Nel caso concreto si discute sulla delibazione della sentenza emessa dal Tribunale ecclesiastico che aveva riconosciuto la nullità del matrimonio concordatario per difetto di consenso matrimoniale riconducibile ad una grave carenza di discrezione di giudizio da parte dell'uomo circa i diritti e i doveri matrimoniali essenziali da dare ed accettare reciprocamente.
La causa ha origine dalla richiesta alla Corte d'Appello di Caltanissetta di delibare la sentenza emessa dal Tribunale Ecclesiastico di Roma, divenuta esecutiva e munita di visto di esecutività apposto dal Supremo Tribunale della Segnatura Apostolica, con la quale era stata riconosciuta la nullità del matrimonio concordatarioper difetto di consenso matrimoniale riconducibile ad una grave carenza di discrezione di giudizio da parte dell'uomo circa i diritti e i doveri matrimoniali essenziali da dare ed accettare reciprocamente.
Tuttavia, la Corte d'Appello aveva rilevato come la delibazione della sentenza canonica non fosse praticabile poiché era provato come i coniugi avessero convissuto come coniugi per oltre 3 anni, considerato che durante il matrimonio erano nati due figli, dunque l'ordine pubblico c.d. interno italiano impediva la delibazione.
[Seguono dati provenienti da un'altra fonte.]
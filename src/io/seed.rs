use chrono::{Duration, Local, Utc};

use crate::model::project::{Project, ThemeColor};
use crate::model::task::{ChecklistItem, Status, Task};

/// Fixed starter data: two sample projects and four sample tasks, so a
/// fresh board always has something to render.
pub fn seed_projects() -> Vec<Project> {
    vec![
        Project {
            id: "p1".into(),
            name: "Design Weekly".into(),
            description: "A board to keep track of design progress.".into(),
            theme_color: ThemeColor::Pink,
        },
        Project {
            id: "p2".into(),
            name: "Personal".into(),
            description: "Household chores and personal goals.".into(),
            theme_color: ThemeColor::Blue,
        },
    ]
}

pub fn seed_tasks() -> Vec<Task> {
    let today = Local::now().date_naive();
    let now = Utc::now().timestamp_millis();
    vec![
        Task {
            id: "t1".into(),
            project_id: "p1".into(),
            title: "Review scope".into(),
            description: "Review #390.".into(),
            status: Status::Todo,
            tags: vec!["Design".into()],
            due_date: Some(today),
            checklist: vec![],
            created_at: now,
        },
        Task {
            id: "t2".into(),
            project_id: "p1".into(),
            title: "Usability test".into(),
            description: "Research questions with Carina.".into(),
            status: Status::InProgress,
            tags: vec!["Research".into()],
            due_date: None,
            checklist: vec![],
            created_at: now,
        },
        Task {
            id: "t3".into(),
            project_id: "p1".into(),
            title: "Culture workshop".into(),
            description: "Let’s build a great team.".into(),
            status: Status::Testing,
            tags: vec![],
            due_date: Some(today + Duration::days(2)),
            checklist: vec![
                ChecklistItem {
                    id: "c1".into(),
                    text: "Schedule time".into(),
                    completed: true,
                },
                ChecklistItem {
                    id: "c2".into(),
                    text: "Set up a Figma board".into(),
                    completed: false,
                },
                ChecklistItem {
                    id: "c3".into(),
                    text: "Review exercises with the team".into(),
                    completed: false,
                },
            ],
            created_at: now,
        },
        Task {
            id: "t4".into(),
            project_id: "p2".into(),
            title: "Take Coco to a vet".into(),
            description: "Regular checkup.".into(),
            status: Status::Todo,
            tags: vec!["Pet".into()],
            due_date: Some(today + Duration::days(5)),
            checklist: vec![],
            created_at: now,
        },
    ]
}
La richiedente si rivolge alla Corte di Cassazione, evidenziando nel ricorso come il matrimonio civile possa essere dichiarato nullo nelle ipotesi in cui il nubente, al momento della celebrazione, si sia trovato in una condizione di menomazione della sfera intellettiva e volitiva tale da impedirgli la comprensione del significato e delle conseguenze dell'impegno che si sta assumendo. In tal senso, secondo la ricorrente la nullità dichiarata in sede ecclesiastica per il motivo di cui sopra non si discosta sostanzialmente dall'ipotesi di invalidità contemplata dall'
Non è dello stesso avviso la Suprema Corte che con l'ordinanza n. 24750 del 16 settembre 2024 dichiara inammissibile il motivo di ricorso, ricordando come nell'ambito del giudizio di delibazione, la convivenza “come coniugi” costituisca elemento essenziale del “matrimonio-rapporto” e, laddove si protragga per oltre 3 anni dalla celebrazione, si integra una situazione giuridica di ordine pubblico italiano che non impedisce la delibazione della sentenza ecclesiastica per vizi genetici del “matrimonio-atto”.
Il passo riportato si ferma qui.